====== Data for this task ======
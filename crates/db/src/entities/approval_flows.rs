//! `SeaORM` Entity for approval_flows table.
//!
//! `steps` is a JSONB array of `{order, name, approver_id}` objects.

use sea_orm::entity::prelude::*;
use serde::{Deserialize, Serialize};

#[derive(Clone, Debug, PartialEq, DeriveEntityModel, Eq, Serialize, Deserialize)]
#[sea_orm(table_name = "approval_flows")]
pub struct Model {
    #[sea_orm(primary_key, auto_increment = false)]
    pub id: Uuid,
    pub company_id: Uuid,
    pub name: String,
    #[sea_orm(column_type = "JsonBinary")]
    pub steps: Json,
    #[sea_orm(column_type = "Decimal(Some((15, 2)))")]
    pub min_amount: Decimal,
    #[sea_orm(column_type = "Decimal(Some((15, 2)))", nullable)]
    pub max_amount: Option<Decimal>,
    pub is_active: bool,
    pub created_at: DateTimeWithTimeZone,
    pub updated_at: DateTimeWithTimeZone,
}

#[derive(Copy, Clone, Debug, EnumIter, DeriveRelation)]
pub enum Relation {
    #[sea_orm(
        belongs_to = "super::companies::Entity",
        from = "Column::CompanyId",
        to = "super::companies::Column::Id"
    )]
    Companies,
    #[sea_orm(has_many = "super::approval_rules::Entity")]
    ApprovalRules,
}

impl Related<super::companies::Entity> for Entity {
    fn to() -> RelationDef {
        Relation::Companies.def()
    }
}

impl Related<super::approval_rules::Entity> for Entity {
    fn to() -> RelationDef {
        Relation::ApprovalRules.def()
    }
}

impl ActiveModelBehavior for ActiveModel {}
======
- Work order -
Look through the entries for lines containing the word "impl" and return each one.

- Answer below -
impl Related<super::companies::Entity> for Entity {
impl Related<super::approval_rules::Entity> for Entity {
impl ActiveModelBehavior for ActiveModel {}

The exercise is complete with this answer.